(What you need to do)
Filter the entries down to the lines holding "sled", then copy those lines.

(Stored data entries)
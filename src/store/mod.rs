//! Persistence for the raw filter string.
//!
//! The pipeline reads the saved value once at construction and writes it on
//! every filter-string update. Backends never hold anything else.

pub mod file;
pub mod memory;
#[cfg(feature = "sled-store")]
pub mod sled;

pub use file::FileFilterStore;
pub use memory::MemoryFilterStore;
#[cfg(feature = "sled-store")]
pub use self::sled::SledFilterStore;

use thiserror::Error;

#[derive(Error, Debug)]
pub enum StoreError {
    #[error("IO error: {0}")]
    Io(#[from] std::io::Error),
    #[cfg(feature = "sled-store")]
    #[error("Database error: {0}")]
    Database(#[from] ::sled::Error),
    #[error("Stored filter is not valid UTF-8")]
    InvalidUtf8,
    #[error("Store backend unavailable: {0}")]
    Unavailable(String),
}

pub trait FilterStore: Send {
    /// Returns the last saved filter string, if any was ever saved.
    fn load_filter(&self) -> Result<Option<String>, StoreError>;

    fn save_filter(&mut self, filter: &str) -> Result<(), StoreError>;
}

(Result of this task)
#[cfg(feature = "sled-store")]
pub mod sled;
#[cfg(feature = "sled-store")]
pub use self::sled::SledFilterStore;
    #[cfg(feature = "sled-store")]
    Database(#[from] ::sled::Error),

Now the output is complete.